A tese a favor da ABEV3 começa pela posição dominante. A Ambev tem participação de mercado historicamente acima de 60% no Brasil em cerveja, com escala que poucas empresas brasileiras conseguem replicar em qualquer setor. A combinação de marcas líderes (Brahma, Skol, Antarctica), distribuição capilar com mais de 1 milhão de pontos de venda atendidos, e produção nacional reduz custos unitários e cria barreiras de entrada altíssimas para novos competidores.
O segundo pilar é o consumo defensivo. Cerveja é categoria com baixa elasticidade preço-renda no Brasil, ou seja, o consumo se mantém razoavelmente estável mesmo em recessões. Em ciclos de crise como 2015 a 2016 e 2020 a 2021, a Ambev viu queda de volume mas não colapso, e a margem foi protegida pelo poder de pricing das marcas premium. Para portfólios diversificados, ABEV3 oferece característica defensiva valiosa em cenário macroeconômico volátil.
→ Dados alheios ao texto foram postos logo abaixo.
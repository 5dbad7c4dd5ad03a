mod client;
mod errors;
mod query;
pub mod types;
pub use self::client::Client;
pub use self::errors::Error;
pub use self::query::{
    Comparator, FilterValue, NewsSortBy, OptionContractQuery, OptionContractsQuery, Order, Query,
    RangeFilter, TickerDetailsQuery, TickerNewsQuery, TickerSortBy, TickerTypesQuery, TickersQuery,
};
//! Ticker reference types: tickers, ticker types, and the markets they
//! trade in.

use chrono::{DateTime, NaiveDate, Utc};
use serde::{Deserialize, Serialize};

/// Detailed information on a ticker symbol.
///
/// Every field is optional on the wire; absent fields decode to their
/// defaults. CUSIPs can be queried but are never returned.
#[derive(Clone, Default, Serialize, Deserialize)]
pub struct Ticker {
    /// Ticker symbol, e.g. `AAPL`.
    #[serde(default)]
    pub ticker: String,

    /// Whether the ticker is actively traded.
    #[serde(default)]
    pub active: bool,

    /// Physical address of the company's headquarters.
    #[serde(default)]
    pub address: Option<CompanyAddress>,

    /// Brand assets for the company.
    #[serde(default)]
    pub branding: Option<Branding>,

    /// SEC Central Index Key.
    #[serde(default)]
    pub cik: Option<String>,

    #[serde(default)]
    pub composite_figi: Option<String>,

    #[serde(default)]
    pub currency_name: Option<String>,

    /// Instant the ticker was delisted, for delisted tickers.
    #[serde(default)]
    pub delisted_utc: Option<DateTime<Utc>>,

    #[serde(default)]
    pub description: Option<String>,

    #[serde(default)]
    pub homepage_url: Option<String>,

    /// Instant this record was last refreshed.
    #[serde(default)]
    pub last_updated_utc: Option<DateTime<Utc>>,

    /// Date the ticker was first listed.
    #[serde(default)]
    pub list_date: Option<NaiveDate>,

    #[serde(default)]
    pub locale: Option<String>,

    /// Market/asset class the ticker trades in, e.g. `stocks`.
    #[serde(default)]
    pub market: Option<String>,

    #[serde(default)]
    pub market_cap: Option<f64>,

    /// Company or fund name.
    #[serde(default)]
    pub name: Option<String>,

    #[serde(default)]
    pub phone_number: Option<String>,

    /// Primary listing exchange, as an ISO MIC code.
    #[serde(default)]
    pub primary_exchange: Option<String>,

    #[serde(default)]
    pub share_class_figi: Option<String>,

    #[serde(default)]
    pub share_class_shares_outstanding: Option<i64>,

    #[serde(default)]
    pub sic_code: Option<String>,

    #[serde(default)]
    pub sic_description: Option<String>,

    #[serde(default)]
    pub ticker_root: Option<String>,

    #[serde(default)]
    pub ticker_suffix: Option<String>,

    #[serde(default)]
    pub total_employees: Option<i32>,

    /// Ticker type code, e.g. `CS` for common stock.
    #[serde(rename = "type", default)]
    pub ticker_type: Option<String>,

    #[serde(default)]
    pub weighted_shares_outstanding: Option<i64>,
}

/// Physical address of a company.
#[derive(Clone, Serialize, Deserialize)]
pub struct CompanyAddress {
    #[serde(default)]
    pub address1: Option<String>,

    #[serde(default)]
    pub address2: Option<String>,

    #[serde(default)]
    pub city: Option<String>,

    #[serde(default)]
    pub postal_code: Option<String>,

    #[serde(default)]
    pub state: Option<String>,
}

/// Brand assets for a company.
#[derive(Clone, Serialize, Deserialize)]
pub struct Branding {
    #[serde(default)]
    pub logo_url: Option<String>,

    #[serde(default)]
    pub icon_url: Option<String>,
}

/// A ticker type code the API understands, e.g. `CS` for common stock.
#[derive(Clone, Default, Serialize, Deserialize)]
pub struct TickerType {
    #[serde(default)]
    pub asset_class: Option<String>,

    #[serde(default)]
    pub code: Option<String>,

    #[serde(default)]
    pub description: Option<String>,

    #[serde(default)]
    pub locale: Option<String>,
}

/// Asset class / market type understood by the API.
#[derive(Clone, Copy, Serialize, Deserialize)]
#[serde(rename_all = "lowercase")]
pub enum AssetClass {
    Stocks,
    Options,
    Crypto,
    Fx,
    Indices,
}

impl std::fmt::Display for AssetClass {
    fn fmt(&self, f: &mut std::fmt::Formatter<'_>) -> std::fmt::Result {
        write!(
            f,
            "{}",
            match self {
                AssetClass::Stocks => "stocks",
                AssetClass::Options => "options",
                AssetClass::Crypto => "crypto",
                AssetClass::Fx => "fx",
                AssetClass::Indices => "indices",
            }
        )
    }
}

/// Market locale understood by the API.
#[derive(Clone, Copy, Serialize, Deserialize)]
#[serde(rename_all = "lowercase")]
pub enum MarketLocale {
    Us,
    Global,
}

impl std::fmt::Display for MarketLocale {
    fn fmt(&self, f: &mut std::fmt::Formatter<'_>) -> std::fmt::Result {
        write!(
            f,
            "{}",
            match self {
                MarketLocale::Us => "us",
                MarketLocale::Global => "global",
            }
        )
    }
}
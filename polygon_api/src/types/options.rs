//! Options contract types.

use chrono::NaiveDate;
use serde::{Deserialize, Serialize};

/// Details of a single options contract.
#[derive(Clone, Default, Serialize, Deserialize)]
pub struct OptionContract {
    /// Option ticker symbol, e.g. `O:AAPL250117C00150000`.
    #[serde(default)]
    pub ticker: String,

    #[serde(default)]
    pub cfi: Option<String>,

    /// Call, put, or other.
    #[serde(default)]
    pub contract_type: Option<ContractType>,

    /// Exercise style, e.g. `american`.
    #[serde(default)]
    pub exercise_style: Option<String>,

    /// Date the contract expires.
    #[serde(default)]
    pub expiration_date: Option<NaiveDate>,

    #[serde(default)]
    pub primary_exchange: Option<String>,

    #[serde(default)]
    pub shares_per_contract: Option<i64>,

    /// Strike price of the contract.
    #[serde(default)]
    pub strike_price: Option<f64>,

    /// Ticker of the underlying asset.
    #[serde(default)]
    pub underlying_ticker: Option<String>,

    /// Extra underlyings for non-standard contracts.
    #[serde(default)]
    pub additional_underlyings: Vec<AdditionalUnderlying>,
}

/// An extra underlying on a non-standard contract, e.g. after a merger.
#[derive(Clone, Serialize, Deserialize)]
pub struct AdditionalUnderlying {
    #[serde(default)]
    pub amount: Option<f64>,

    #[serde(rename = "type", default)]
    pub underlying_type: Option<String>,

    #[serde(default)]
    pub underlying: Option<String>,
}

/// Contract type of an options contract.
#[derive(Clone, Copy, Serialize, Deserialize)]
#[serde(rename_all = "lowercase")]
pub enum ContractType {
    Call,
    Put,
    /// Non-standard contracts, e.g. those with multiple underlyings.
    Other,
}

impl std::fmt::Display for ContractType {
    fn fmt(&self, f: &mut std::fmt::Formatter<'_>) -> std::fmt::Result {
        write!(
            f,
            "{}",
            match self {
                ContractType::Call => "call",
                ContractType::Put => "put",
                ContractType::Other => "other",
            }
        )
    }
}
A geração de caixa é o terceiro ponto. A Ambev historicamente é uma das maiores pagadoras de dividendos da bolsa brasileira, com payout próximo de 100% do lucro em vários anos. JCPs trazem benefício fiscal ao acionista pessoa física, sendo tributados em 15% na fonte. O dividend yield costuma ficar entre 4% e 8% ao ano em ciclos normais, com possibilidade de pagamentos extraordinários quando há excesso de caixa. Para carteiras de renda passiva, é referência clara.
Por fim, há a vantagem de margem. A Ambev opera com margem Ebitda historicamente entre 35% e 45%, uma das mais altas do setor de bebidas globalmente. Essa margem vem de três fontes: poder de marca (premium pricing em produtos como Stella Artois e Original), eficiência operacional (uma das mais reconhecidas do mundo, herança do BSI dos sócios brasileiros 3G), e escala (compras concentradas, logística otimizada). Mesmo com pressão recente de custos de matéria-prima como cevada, malte e alumínio, a margem se mantém defendida.